A very simple way to try to calculate orbits (with a computer) would be to just use finite differences.

`(d bb v)/(d t) = bb a = (bb F)/(m_2) = - Gm_1(bb r)/r^3`, `(d bb x)/(d t) = bb v`

`Delta bb v = Gm(bb r)/(r^3) bb Delta t`, `Delta bb x = bb v bb Delta t`

`bb x_(i+1) = bb x + bb Delta bb x_i`, `bb v_(i+1) = bb v + bb Delta bb v_i`

Note that Gm (the product of G and the mass of the sun) is known much more precisely than either G or m alone. Can you guess why?
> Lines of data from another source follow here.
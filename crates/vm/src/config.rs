//! Engine configuration.

/// How arguments cross into generated native code.
#[derive(Debug, Clone, Copy, PartialEq, Eq)]
pub enum CallingConvention {
    /// Up to 3 arguments are popped off the operand stack and passed as
    /// direct native parameters. Functions with more arguments are
    /// rejected, never truncated.
    RegisterPassing,
    /// Native code receives the shared execution context and the entry
    /// address, and reads its arguments from the shared stack. The only
    /// convention under which native code can transparently call back into
    /// interpreted code, because both tiers share one frame layout.
    StackPassing,
}

/// Default operand-stack capacity, in slots.
pub const DEFAULT_STACK_CAPACITY: usize = 4096;

/// Default bound on nested FUNCTION_CALL depth.
pub const DEFAULT_CALL_DEPTH_LIMIT: usize = 256;

/// Configuration recognized by the engine.
#[derive(Debug, Clone, Copy, PartialEq, Eq)]
pub struct Config {
    /// Turn on tier 2: lazily generate and run native code.
    pub native_tier_enabled: bool,
    /// Calling convention used when dispatching to native code.
    pub calling_convention: CallingConvention,
    /// Maximum operand-stack depth. The stack is allocated once at this
    /// capacity and never reallocated.
    pub stack_capacity: usize,
    /// Maximum nested call depth before execution fails.
    pub call_depth_limit: usize,
}

impl Default for Config {
    fn default() -> Self {
        Self {
            native_tier_enabled: false,
            calling_convention: CallingConvention::StackPassing,
            stack_capacity: DEFAULT_STACK_CAPACITY,
            call_depth_limit: DEFAULT_CALL_DEPTH_LIMIT,
        }
    }
}
//! Execution context: the operand stack and the interpreter loop.
//!
//! One context serves one logical thread of control. The operand stack is a
//! contiguous buffer allocated once at the configured capacity and mutated
//! only by bounds-checked push and pop; frames are implicit regions of that
//! stack, laid out per the contract in [`strata_common::function`]. A
//! nested FUNCTION_CALL grows the same stack rather than allocating a new
//! one, with an explicit call-depth bound standing in for the host's own
//! call-stack limit.

use crate::config::Config;
use crate::error::RuntimeError;
use crate::module::Module;
use strata_common::{Comparison, FunctionSpec, Opcode, Parameter, StackElement};

/// Delta a conditional jump applies: the instruction's own parameter when
/// the relation holds for `left` against `right`, otherwise 0.
pub fn conditional_delta(
    comparison: Comparison,
    left: StackElement,
    right: StackElement,
    delta: Parameter,
) -> Parameter {
    if comparison.holds(left, right) {
        delta
    } else {
        0
    }
}

/// Owns the operand stack and program counter; executes bytecode.
#[derive(Debug)]
pub struct ExecutionContext {
    stack: Vec<StackElement>,
    stack_capacity: usize,
    pc: usize,
    call_depth: usize,
    call_depth_limit: usize,
}

impl ExecutionContext {
    pub(crate) fn new(config: &Config) -> Self {
        Self {
            stack: Vec::with_capacity(config.stack_capacity),
            stack_capacity: config.stack_capacity,
            pc: 0,
            call_depth: 0,
            call_depth_limit: config.call_depth_limit,
        }
    }

    /// Push a value, failing when the configured capacity is reached.
    pub fn push(&mut self, value: StackElement) -> Result<(), RuntimeError> {
        if self.stack.len() >= self.stack_capacity {
            return Err(RuntimeError::StackOverflow {
                at: self.pc,
                limit: self.stack_capacity,
            });
        }
        self.stack.push(value);
        Ok(())
    }

    /// Pop the top value.
    pub fn pop(&mut self) -> Result<StackElement, RuntimeError> {
        self.stack
            .pop()
            .ok_or(RuntimeError::StackUnderflow { at: self.pc })
    }

    /// Read the top value without removing it.
    pub fn peek(&self) -> Result<StackElement, RuntimeError> {
        self.stack
            .last()
            .copied()
            .ok_or(RuntimeError::StackUnderflow { at: self.pc })
    }

    /// Current operand-stack depth (the stack pointer).
    pub fn stack_depth(&self) -> usize {
        self.stack.len()
    }

    /// Current program counter.
    pub fn pc(&self) -> usize {
        self.pc
    }

    /// Rewind stack, program counter, and call depth to a clean baseline.
    /// Used between independent top-level invocations, never mid-recursion.
    pub fn reset(&mut self) {
        self.stack.clear();
        self.pc = 0;
        self.call_depth = 0;
    }

    /// Run `function` to completion, consuming its `nargs` arguments from
    /// the stack and leaving nothing of its frame behind.
    ///
    /// The caller must already have pushed exactly `nargs` values.
    /// FUNCTION_CALL re-enters this procedure for the callee on the same
    /// stack; depth is bounded by the configured call-depth limit.
    pub fn interpret(
        &mut self,
        module: &Module,
        function: &FunctionSpec,
    ) -> Result<StackElement, RuntimeError> {
        if self.call_depth >= self.call_depth_limit {
            return Err(RuntimeError::CallDepthExceeded {
                limit: self.call_depth_limit,
            });
        }
        self.call_depth += 1;
        let result = self.run_frame(module, function);
        self.call_depth -= 1;
        result
    }

    fn run_frame(
        &mut self,
        module: &Module,
        function: &FunctionSpec,
    ) -> Result<StackElement, RuntimeError> {
        let frame = function
            .frame_base(self.stack.len())
            .ok_or(RuntimeError::StackUnderflow { at: self.pc })?;
        let locals = function
            .local_slots()
            .ok_or_else(|| RuntimeError::InvalidFrameLayout {
                function: function.name.clone(),
                nargs: function.nargs,
                nregs: function.nregs,
            })?;
        for _ in 0..locals {
            self.push(0)?;
        }

        let saved_pc = self.pc;
        self.pc = function.address;
        let result = self.run_loop(module, function, frame);
        self.pc = saved_pc;
        result
    }

    fn run_loop(
        &mut self,
        module: &Module,
        function: &FunctionSpec,
        frame: usize,
    ) -> Result<StackElement, RuntimeError> {
        loop {
            let instruction = module.instruction(self.pc)?;
            let opcode = instruction
                .opcode()
                .map_err(|_| RuntimeError::MalformedBytecode {
                    at: self.pc,
                    byte: instruction.opcode_byte(),
                })?;
            // The pc moves past the current instruction before any jump
            // delta applies; deltas are relative to the next instruction.
            self.pc += 1;

            match opcode {
                Opcode::IntPushConstant => {
                    self.push(StackElement::from(instruction.parameter()))?
                }
                Opcode::StrPushConstant => self.str_push_constant(module, instruction.index())?,
                Opcode::Drop => {
                    self.pop()?;
                }
                Opcode::IntAdd => self.int_add()?,
                Opcode::IntSub => self.int_sub()?,
                Opcode::Jmp => self.branch(instruction.parameter())?,
                Opcode::IntJmpEq => self.compare_and_branch(Comparison::Eq, &instruction)?,
                Opcode::IntJmpNeq => self.compare_and_branch(Comparison::Neq, &instruction)?,
                Opcode::IntJmpGt => self.compare_and_branch(Comparison::Gt, &instruction)?,
                Opcode::IntJmpGe => self.compare_and_branch(Comparison::Ge, &instruction)?,
                Opcode::IntJmpLt => self.compare_and_branch(Comparison::Lt, &instruction)?,
                Opcode::IntJmpLe => self.compare_and_branch(Comparison::Le, &instruction)?,
                Opcode::FunctionCall => {
                    let callee = module.function(instruction.index())?;
                    let value = self.interpret(module, callee)?;
                    self.push(value)?;
                }
                Opcode::PrimitiveCall => {
                    let primitive = module.primitive(instruction.index())?;
                    primitive(self)?;
                }
                Opcode::PushFromVar => {
                    let value = self.read_var(frame, function, instruction.index())?;
                    self.push(value)?;
                }
                Opcode::PopIntoVar => {
                    let value = self.pop()?;
                    self.write_var(frame, function, instruction.index(), value)?;
                }
                Opcode::FunctionReturn => {
                    let result = self.peek()?;
                    self.stack.truncate(frame);
                    return Ok(result);
                }
            }
        }
    }

    fn int_add(&mut self) -> Result<(), RuntimeError> {
        let right = self.pop()?;
        let left = self.pop()?;
        self.push(left.wrapping_add(right))
    }

    fn int_sub(&mut self) -> Result<(), RuntimeError> {
        let right = self.pop()?;
        let left = self.pop()?;
        self.push(left.wrapping_sub(right))
    }

    /// Validate the string index resolves, then push it as an opaque
    /// handle. The machine stays word-typed; the host side of a primitive
    /// turns the handle back into a string via the module.
    fn str_push_constant(&mut self, module: &Module, index: usize) -> Result<(), RuntimeError> {
        module.string(index)?;
        self.push(index as StackElement)
    }

    fn compare_and_branch(
        &mut self,
        comparison: Comparison,
        instruction: &strata_common::Instruction,
    ) -> Result<(), RuntimeError> {
        let right = self.pop()?;
        let left = self.pop()?;
        let delta = conditional_delta(comparison, left, right, instruction.parameter());
        self.branch(delta)
    }

    fn branch(&mut self, delta: Parameter) -> Result<(), RuntimeError> {
        let target = self.pc as i64 + i64::from(delta);
        if target < 0 {
            return Err(RuntimeError::PcOutOfRange { pc: self.pc });
        }
        // The upper bound is enforced by the fetch.
        self.pc = target as usize;
        Ok(())
    }

    fn read_var(
        &self,
        frame: usize,
        function: &FunctionSpec,
        offset: usize,
    ) -> Result<StackElement, RuntimeError> {
        if offset >= function.nregs {
            return Err(RuntimeError::FrameOffsetOutOfRange {
                at: self.pc,
                offset,
                nregs: function.nregs,
            });
        }
        self.stack
            .get(frame + offset)
            .copied()
            .ok_or(RuntimeError::StackUnderflow { at: self.pc })
    }

    fn write_var(
        &mut self,
        frame: usize,
        function: &FunctionSpec,
        offset: usize,
        value: StackElement,
    ) -> Result<(), RuntimeError> {
        if offset >= function.nregs {
            return Err(RuntimeError::FrameOffsetOutOfRange {
                at: self.pc,
                offset,
                nregs: function.nregs,
            });
        }
        match self.stack.get_mut(frame + offset) {
            Some(slot) => {
                *slot = value;
                Ok(())
            }
            None => Err(RuntimeError::StackUnderflow { at: self.pc }),
        }
    }
}
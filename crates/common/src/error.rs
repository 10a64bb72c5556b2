//! Errors for the Strata instruction word format.

use thiserror::Error;

/// Errors from encoding or decoding instruction words.
///
/// The word format is the binary ABI between the loader/compiler that
/// produces instruction streams and the engine's decoder; both sides must
/// reject the same inputs. `ParameterOutOfRange` is the construction-side
/// check of the same contract.
#[derive(Debug, Clone, Copy, PartialEq, Eq, Error)]
pub enum DecodeError {
    /// Opcode 0x00 is illegal and always rejected.
    #[error("illegal opcode 0x00")]
    IllegalOpcode,

    /// Opcode falls in a reserved range.
    #[error("reserved opcode: {0:#04x}")]
    ReservedOpcode(u8),

    /// Parameter does not fit the 24-bit instruction field.
    #[error("parameter {0} does not fit in 24 bits")]
    ParameterOutOfRange(i32),

    /// Byte stream length is not a multiple of 4.
    #[error("invalid byte stream length: {0} (must be multiple of 4)")]
    InvalidLength(usize),
}
//! Strata virtual machine — tiered execution of stack bytecode.
//!
//! The engine runs each function through one of two tiers: a baseline
//! interpreter ([`ExecutionContext`]) or native code produced by an
//! external [`CodeGenerator`], cached per function and callable
//! interchangeably because both tiers honor one frame-layout contract.
//!
//! # Usage
//!
//! ```
//! use strata_common::{FunctionSpec, Instruction, Opcode};
//! use strata_vm::{Config, Module, VirtualMachine};
//!
//! let code = vec![
//!     Instruction::new(Opcode::PushFromVar, 0).unwrap(),
//!     Instruction::new(Opcode::PushFromVar, 1).unwrap(),
//!     Instruction::new(Opcode::IntAdd, 0).unwrap(),
//!     Instruction::new(Opcode::FunctionReturn, 0).unwrap(),
//! ];
//! let module = Module::new(
//!     vec![FunctionSpec::new(0, "add", 2, 2, 0)],
//!     vec![],
//!     vec![],
//!     code,
//! );
//!
//! let mut vm = VirtualMachine::new(Config::default()).unwrap();
//! vm.load(&module);
//! assert_eq!(vm.run("add", &[3, 4]).unwrap(), 7);
//! ```

pub mod config;
pub mod context;
pub mod error;
pub mod machine;
pub mod module;
pub mod native;

pub use config::{CallingConvention, Config};
pub use context::ExecutionContext;
pub use error::RuntimeError;
pub use machine::VirtualMachine;
pub use module::{Module, PrimitiveFunction};
pub use native::{CodeGenerator, NativeCode, NativeCodeError};
//! Panic recovery.
//!
//! [`Recovery`] wraps the rest of the chain. When nothing panics it returns
//! whatever the chain returned, untouched. When something does, it:
//!
//! 1. normalizes the payload into an [`Error`],
//! 2. checks whether the client connection is already dead ([`is_broken_pipe`]),
//! 3. dumps the request line and headers with secrets masked ([`dump_request_safe`]),
//! 4. logs one [`PanicReport`] through its [`PanicLog`],
//! 5. answers with a generic JSON 500, or aborts without writing anything
//!    when the connection is dead.
//!
//! The client never sees the panic message, the stack trace, or any header
//! value. The request body is never read.

use std::fmt;
use std::panic::{self, AssertUnwindSafe};
use std::sync::Arc;
use std::time::{Duration, Instant};

use futures_util::FutureExt;
use http::{Method, StatusCode, Uri};
use serde::Serialize;
use tracing::error;

use crate::error::Error;
use crate::handler::BoxFuture;
use crate::middleware::{Middleware, Next};
use crate::request::{Head, Request};
use crate::response::Response;

mod classify;
mod dump;
mod stack;

pub use classify::is_broken_pipe;
pub use dump::{DumpError, REDACTED, SENSITIVE_HEADERS, dump_request, dump_request_safe};

/// Correlation header echoed back in the error body.
const REQUEST_ID: &str = "x-request-id";

// ── Logging ──────────────────────────────────────────────────────────────────

/// Everything known about one recovered panic.
///
/// `Display` renders the single multi-line log entry:
///
/// ```text
/// [PANIC] 1.2ms | GET /users/42 | brokenPipe=false | err=boom
/// Request:
/// GET /users/42 HTTP/1.1
/// Host: example.com
/// Stack:
///    0: …
/// ```
#[derive(Debug, Clone)]
pub struct PanicReport {
    pub elapsed: Duration,
    pub method: Method,
    pub uri: Uri,
    pub broken_pipe: bool,
    pub error: Arc<Error>,
    /// Redacted request dump, or the reason it could not be built.
    pub request: String,
    pub stack: String,
}

impl fmt::Display for PanicReport {
    fn fmt(&self, f: &mut fmt::Formatter<'_>) -> fmt::Result {
        write!(
            f,
            "[PANIC] {:?} | {} {} | brokenPipe={} | err={}\nRequest:\n{}\nStack:\n{}",
            self.elapsed, self.method, self.uri, self.broken_pipe, self.error, self.request,
            self.stack,
        )
    }
}

/// Where [`Recovery`] sends its reports. Called once per recovered panic.
pub trait PanicLog: Send + Sync + 'static {
    fn log(&self, report: &PanicReport);
}

/// Logs reports as `tracing` errors at target `backstop::recovery`.
#[derive(Debug, Default, Clone, Copy)]
pub struct TracingLog;

impl PanicLog for TracingLog {
    fn log(&self, report: &PanicReport) {
        error!(
            target: "backstop::recovery",
            method = %report.method,
            uri = %report.uri,
            broken_pipe = report.broken_pipe,
            "{report}"
        );
    }
}

// ── Middleware ───────────────────────────────────────────────────────────────

/// Panic-recovery middleware. Register it as the outermost link.
///
/// ```rust
/// use backstop::{Chain, Recovery, Request, Response};
///
/// async fn handler(_req: Request) -> Response {
///     panic!("boom")
/// }
///
/// let app = Chain::new(handler).with(Recovery::new());
/// ```
#[derive(Clone)]
pub struct Recovery {
    log: Arc<dyn PanicLog>,
}

impl Recovery {
    /// Recovery that reports through [`TracingLog`].
    pub fn new() -> Self {
        Self::with_logger(TracingLog)
    }

    /// Recovery that reports through `log`.
    pub fn with_logger(log: impl PanicLog) -> Self {
        stack::install();
        Self { log: Arc::new(log) }
    }
}

impl Default for Recovery {
    fn default() -> Self { Self::new() }
}

impl fmt::Debug for Recovery {
    fn fmt(&self, f: &mut fmt::Formatter<'_>) -> fmt::Result {
        f.debug_struct("Recovery").finish_non_exhaustive()
    }
}

impl Middleware for Recovery {
    fn call(&self, req: Request, next: Next) -> BoxFuture {
        let log = Arc::clone(&self.log);
        Box::pin(async move {
            let start = Instant::now();
            let head = req.shared_head();

            // The async block keeps a panic raised while building the inner
            // future inside the guarded poll.
            match AssertUnwindSafe(async move { next.run(req).await }).catch_unwind().await {
                Ok(res) => res,
                Err(payload) => recover(&*log, start, &head, payload),
            }
        })
    }
}

fn recover(
    log: &dyn PanicLog,
    start: Instant,
    head: &Head,
    payload: Box<dyn std::any::Any + Send>,
) -> Response {
    // Taken first: the dump runs behind its own `catch_unwind`, which would
    // overwrite the captured trace if it panicked.
    let stack = stack::take();
    let error = Arc::new(Error::from_panic(payload));
    let broken_pipe = is_broken_pipe(Some(&*error));

    let report = PanicReport {
        elapsed: start.elapsed(),
        method: head.method.clone(),
        uri: head.uri.clone(),
        broken_pipe,
        error: Arc::clone(&error),
        request: dump_request_safe(head),
        stack,
    };
    if panic::catch_unwind(AssertUnwindSafe(|| log.log(&report))).is_err() {
        error!(target: "backstop::recovery", "panic log failed while reporting: {}", report.error);
    }

    if broken_pipe {
        let mut res = Response::abort();
        res.push_error(error);
        return res;
    }

    let request_id = head
        .headers
        .get(REQUEST_ID)
        .map(|v| String::from_utf8_lossy(v.as_bytes()).into_owned())
        .unwrap_or_default();
    internal_error(&request_id)
}

#[derive(Serialize)]
struct ErrorBody<'a> {
    error: &'static str,
    message: &'static str,
    #[serde(rename = "requestId")]
    request_id: &'a str,
}

fn internal_error(request_id: &str) -> Response {
    let body = ErrorBody {
        error: "internal_error",
        message: "Something went wrong",
        request_id,
    };
    match serde_json::to_vec(&body) {
        Ok(bytes) => Response::builder()
            .status(StatusCode::INTERNAL_SERVER_ERROR)
            .json(bytes),
        Err(_) => Response::status(StatusCode::INTERNAL_SERVER_ERROR),
    }
}
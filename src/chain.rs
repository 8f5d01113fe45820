//! Linear request-handler chain.
//!
//! A list of middleware in front of one handler. Build it once at startup,
//! then call it per request or hand it to hyper via
//! [`Chain::into_service`].

use std::sync::Arc;

use crate::handler::{BoxFuture, BoxedHandler, Handler};
use crate::middleware::{BoxedMiddleware, Middleware, Next};
use crate::request::Request;

/// The application: middleware links in front of a terminal handler.
///
/// Links run in registration order: the first [`Chain::with`] call is the
/// outermost link. Register [`Recovery`](crate::Recovery) first, or right
/// behind an access log that reads [`Response::errors`](crate::Response::errors).
///
/// ```rust
/// use backstop::{Chain, Recovery, Request, Response};
///
/// async fn hello(_req: Request) -> Response {
///     Response::text("hello")
/// }
///
/// let app = Chain::new(hello).with(Recovery::new());
/// ```
#[derive(Clone)]
pub struct Chain {
    layers: Arc<[BoxedMiddleware]>,
    endpoint: BoxedHandler,
}

impl Chain {
    pub fn new(handler: impl Handler) -> Self {
        Self { layers: Arc::from(Vec::new()), endpoint: handler.into_boxed_handler() }
    }

    /// Appends a link behind those already registered. Returns `self` for chaining.
    pub fn with(mut self, layer: impl Middleware) -> Self {
        let mut layers = self.layers.to_vec();
        layers.push(Arc::new(layer));
        self.layers = layers.into();
        self
    }

    /// Runs one request through every link and the handler.
    pub fn call(&self, req: Request) -> BoxFuture {
        Next::new(Arc::clone(&self.layers), Arc::clone(&self.endpoint)).run(req)
    }
}
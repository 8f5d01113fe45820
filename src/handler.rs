//! Handler trait and type erasure.
//!
//! # How async handlers are stored
//!
//! A [`Chain`](crate::Chain) ends in exactly one handler, but every handler
//! is a different concrete type. We hide the concrete type behind a trait
//! object (`dyn ErasedHandler`) so the chain can hold any of them:
//!
//! ```text
//! async fn hello(req: Request) -> Response { … }   ← user writes this
//!        ↓ Chain::new(hello)
//! hello.into_boxed_handler()                       ← Handler blanket impl
//!        ↓
//! Arc::new(FnHandler(hello))                       ← stored as BoxedHandler
//!        ↓
//! handler.call(req)  at request time               ← one vtable dispatch
//!        ↓
//! Box::pin(async { hello(req).await.into_response() })  ← BoxFuture
//! ```

use std::future::Future;
use std::pin::Pin;
use std::sync::Arc;

use crate::request::Request;
use crate::response::{IntoResponse, Response};

/// A heap-allocated, type-erased future that resolves to a [`Response`].
///
/// `Send + 'static` lets the runtime move the future across threads.
pub type BoxFuture = Pin<Box<dyn Future<Output = Response> + Send + 'static>>;

/// Internal dispatch interface.
///
/// `#[doc(hidden)] pub` rather than `pub(crate)` because it appears in the
/// return type of the public `Handler` trait's `into_boxed_handler` method.
#[doc(hidden)]
pub trait ErasedHandler {
    fn call(&self, req: Request) -> BoxFuture;
}

/// A type-erased handler shared across concurrent requests.
#[doc(hidden)]
pub type BoxedHandler = Arc<dyn ErasedHandler + Send + Sync + 'static>;

/// Implemented for every valid terminal handler.
///
/// You never implement this yourself. It is automatically satisfied for any
/// `async fn` with the signature:
///
/// ```text
/// async fn name(req: Request) -> impl IntoResponse
/// ```
///
/// The trait is sealed: only the blanket impl below can satisfy it.
pub trait Handler: private::Sealed + Send + Sync + 'static {
    #[doc(hidden)]
    fn into_boxed_handler(self) -> BoxedHandler;
}

mod private {
    pub trait Sealed {}
}

impl<F, Fut, R> private::Sealed for F
where
    F: Fn(Request) -> Fut + Send + Sync + 'static,
    Fut: Future<Output = R> + Send + 'static,
    R: IntoResponse + Send + 'static,
{
}

impl<F, Fut, R> Handler for F
where
    F: Fn(Request) -> Fut + Send + Sync + 'static,
    Fut: Future<Output = R> + Send + 'static,
    R: IntoResponse + Send + 'static,
{
    fn into_boxed_handler(self) -> BoxedHandler {
        Arc::new(FnHandler(self))
    }
}

/// Bridges a concrete handler `F` to the trait-object world.
struct FnHandler<F>(F);

impl<F, Fut, R> ErasedHandler for FnHandler<F>
where
    F: Fn(Request) -> Fut + Send + Sync,
    Fut: Future<Output = R> + Send + 'static,
    R: IntoResponse + Send + 'static,
{
    fn call(&self, req: Request) -> BoxFuture {
        let fut = (self.0)(req);
        Box::pin(async move { fut.await.into_response() })
    }
}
Imagine trying to measure one without the other!

Also,

`r_(ellipse) = ( a (1 - e^2)) / (1 + e cos(theta))`

`r_(aphelion) = a ( 1 + e); theta = pi`

`r_(perihelion) = a ( 1 - e); theta = 0`

and the vis-viva equation (which is really just conservation of energy):

`v^2 = Gm( (2)/(r) - (1)/(a) )`

So here's a simple python script to try: (no NumPy or SciPy yet)

import matplotlib.pyplot as plt
import matplotlib.cm as cm
import math

Gm = 1.3271244002E+20  # m^3 s^-2               (Wikipedia)
e = 0.01671123         # earth eccentricity     (Wikipedia)
a = 1.49598261E+11     # earth semi-major axis  (Wikipedia)

# r = a(1-e^2)/(1+e*cos(theta)) an equation for an ellipse
r_aphelion   = a * (1. + e)
r_perihelion = a * (1. - e)

# using vis-viva equation v^2 = Gm * (2./r - 1./a) (Wikipedia)
# (this is really just conservation of energy: Kinetic + Potential = const)
v_aphelion = math.sqrt(Gm * (2./(1.+e) - 1.) / a)

t_year = 2. * math.pi * math.sqrt(a**3/Gm)

nstep = 100   # CHANGE THIS TO SEE WHAT HAPPENS!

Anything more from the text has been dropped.